Task brief - Could you write the entries out again, exactly as they appear?
━━━ Source material ━━━
//! Category and technology filtering of rendered projects.

use crate::models::{Category, NormalizedGame};

/// Immutable filter selection. `None` selects everything.
#[derive(Debug, Clone, Default, PartialEq, Eq)]
pub struct FilterState {
    /// Selected category.
    pub category: Option<Category>,
    /// Selected technology tag, matched exactly.
    pub technology: Option<String>,
}

impl FilterState {
    /// Filter on both axes.
    pub fn new(category: Option<Category>, technology: Option<String>) -> Self {
        Self {
            category,
            technology: technology.filter(|tech| !tech.trim().is_empty()),
        }
    }

    /// Whether `game` passes both criteria.
    pub fn matches(&self, game: &NormalizedGame) -> bool {
        let category_match = self.category.map_or(true, |category| game.category == category);
        let tech_match = self
            .technology
            .as_ref()
            .map_or(true, |tech| game.technologies.iter().any(|tag| tag == tech));
        category_match && tech_match
    }

    /// Games passing the filter, in input order.
    pub fn visible<'a, I>(&self, games: I) -> Vec<&'a NormalizedGame>
    where
        I: IntoIterator<Item = &'a NormalizedGame>,
    {
        games
            .into_iter()
            .filter(|game| self.matches(game))
            .collect()
    }

    /// Number of criteria in effect.
    pub fn active_count(&self) -> usize {
        usize::from(self.category.is_some()) + usize::from(self.technology.is_some())
    }

    /// Badge text for the active criteria, `None` when nothing is filtered.
    pub fn describe(&self) -> Option<String> {
        let count = self.active_count();
        if count == 0 {
            return None;
        }
        let labels: Vec<String> = self
            .category
            .map(|category| category.to_string())
            .into_iter()
            .chain(self.technology.clone())
            .collect();
        let noun = if count == 1 { "filter" } else { "filters" };
        Some(format!("{count} active {noun}: {}", labels.join(", ")))
    }
}

/// Every technology tag in use, sorted and deduplicated.
pub fn unique_technologies(games: &[NormalizedGame]) -> Vec<String> {
    let mut technologies: Vec<String> = games
        .iter()
        .flat_map(|game| game.technologies.iter().cloned())
        .collect();
    technologies.sort();
    technologies.dedup();
    technologies
}

/// Screen-reader announcement for the visible project count.
pub fn visible_count_announcement(count: usize) -> String {
    format!("{count} projects shown")
}

#[cfg(test)]
mod tests {
    use super::*;
    use crate::test_support::game;

    fn catalog() -> Vec<NormalizedGame> {
        let mut jam = game(1, "Jam", 0);
        jam.category = Category::Gamejam;
        jam.technologies.push("VR".to_string());
        let mut course = game(2, "Course", 0);
        course.category = Category::Course;
        let mut jam_2d = game(3, "Jam 2D", 0);
        jam_2d.category = Category::Gamejam;
        jam_2d.technologies.push("2D".to_string());
        vec![jam, course, jam_2d]
    }

    #[test]
    fn default_shows_everything() {
        let games = catalog();
        let filter = FilterState::default();
        assert_eq!(filter.visible(&games).len(), 3);
        assert_eq!(filter.active_count(), 0);
        assert_eq!(filter.describe(), None);
    }

    #[test]
    fn combines_category_and_technology() {
        let games = catalog();
        let filter = FilterState::new(Some(Category::Gamejam), None);
        let titles: Vec<_> = filter.visible(&games).iter().map(|g| g.title.as_str()).collect();
        assert_eq!(titles, vec!["Jam", "Jam 2D"]);

        let filter = FilterState::new(Some(Category::Gamejam), Some("2D".to_string()));
        let titles: Vec<_> = filter.visible(&games).iter().map(|g| g.title.as_str()).collect();
        assert_eq!(titles, vec!["Jam 2D"]);
        assert_eq!(filter.active_count(), 2);
        assert_eq!(filter.describe().as_deref(), Some("2 active filters: gamejam, 2D"));

    }

    #[test]
    fn technology_match_is_exact() {
        let games = catalog();
        let filter = FilterState::new(None, Some("vr".to_string()));
        assert!(filter.visible(&games).is_empty());
        assert_eq!(filter.describe().as_deref(), Some("1 active filter: vr"));
        assert_eq!(FilterState::new(None, Some("  ".to_string())).active_count(), 0);
    }

    #[test]
    fn collects_sorted_technologies() {
        assert_eq!(unique_technologies(&catalog()), vec!["2D", "C#", "Unity", "VR"]);
        assert_eq!(visible_count_announcement(2), "2 projects shown");
    }
}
━━━
Solution for this problem -
//! Category and technology filtering of rendered projects.

use crate::models::{Category, NormalizedGame};

/// Immutable filter selection. `None` selects everything.
#[derive(Debug, Clone, Default, PartialEq, Eq)]
pub struct FilterState {
    /// Selected category.
    pub category: Option<Category>,
    /// Selected technology tag, matched exactly.
    pub technology: Option<String>,
}

impl FilterState {
    /// Filter on both axes.
    pub fn new(category: Option<Category>, technology: Option<String>) -> Self {
        Self {
            category,
            technology: technology.filter(|tech| !tech.trim().is_empty()),
        }
    }

    /// Whether `game` passes both criteria.
    pub fn matches(&self, game: &NormalizedGame) -> bool {
        let category_match = self.category.map_or(true, |category| game.category == category);
        let tech_match = self
            .technology
            .as_ref()
            .map_or(true, |tech| game.technologies.iter().any(|tag| tag == tech));
        category_match && tech_match
    }

    /// Games passing the filter, in input order.
    pub fn visible<'a, I>(&self, games: I) -> Vec<&'a NormalizedGame>
    where
        I: IntoIterator<Item = &'a NormalizedGame>,
    {
        games
            .into_iter()
            .filter(|game| self.matches(game))
            .collect()
    }

    /// Number of criteria in effect.
    pub fn active_count(&self) -> usize {
        usize::from(self.category.is_some()) + usize::from(self.technology.is_some())
    }

    /// Badge text for the active criteria, `None` when nothing is filtered.
    pub fn describe(&self) -> Option<String> {
        let count = self.active_count();
        if count == 0 {
            return None;
        }
        let labels: Vec<String> = self
            .category
            .map(|category| category.to_string())
            .into_iter()
            .chain(self.technology.clone())
            .collect();
        let noun = if count == 1 { "filter" } else { "filters" };
        Some(format!("{count} active {noun}: {}", labels.join(", ")))
    }
}

/// Every technology tag in use, sorted and deduplicated.
pub fn unique_technologies(games: &[NormalizedGame]) -> Vec<String> {
    let mut technologies: Vec<String> = games
        .iter()
        .flat_map(|game| game.technologies.iter().cloned())
        .collect();
    technologies.sort();
    technologies.dedup();
    technologies
}

/// Screen-reader announcement for the visible project count.
pub fn visible_count_announcement(count: usize) -> String {
    format!("{count} projects shown")
}

#[cfg(test)]
mod tests {
    use super::*;
    use crate::test_support::game;

    fn catalog() -> Vec<NormalizedGame> {
        let mut jam = game(1, "Jam", 0);
        jam.category = Category::Gamejam;
        jam.technologies.push("VR".to_string());
        let mut course = game(2, "Course", 0);
        course.category = Category::Course;
        let mut jam_2d = game(3, "Jam 2D", 0);
        jam_2d.category = Category::Gamejam;
        jam_2d.technologies.push("2D".to_string());
        vec![jam, course, jam_2d]
    }

    #[test]
    fn default_shows_everything() {
        let games = catalog();
        let filter = FilterState::default();
        assert_eq!(filter.visible(&games).len(), 3);
        assert_eq!(filter.active_count(), 0);
        assert_eq!(filter.describe(), None);
    }

    #[test]
    fn combines_category_and_technology() {
        let games = catalog();
        let filter = FilterState::new(Some(Category::Gamejam), None);
        let titles: Vec<_> = filter.visible(&games).iter().map(|g| g.title.as_str()).collect();
        assert_eq!(titles, vec!["Jam", "Jam 2D"]);

        let filter = FilterState::new(Some(Category::Gamejam), Some("2D".to_string()));
        let titles: Vec<_> = filter.visible(&games).iter().map(|g| g.title.as_str()).collect();
        assert_eq!(titles, vec!["Jam 2D"]);
        assert_eq!(filter.active_count(), 2);
        assert_eq!(filter.describe().as_deref(), Some("2 active filters: gamejam, 2D"));

    }

    #[test]
    fn technology_match_is_exact() {
        let games = catalog();
        let filter = FilterState::new(None, Some("vr".to_string()));
        assert!(filter.visible(&games).is_empty());
        assert_eq!(filter.describe().as_deref(), Some("1 active filter: vr"));
        assert_eq!(FilterState::new(None, Some("  ".to_string())).active_count(), 0);
    }

    #[test]
    fn collects_sorted_technologies() {
        assert_eq!(unique_technologies(&catalog()), vec!["2D", "C#", "Unity", "VR"]);
        assert_eq!(visible_count_announcement(2), "2 projects shown");
    }
}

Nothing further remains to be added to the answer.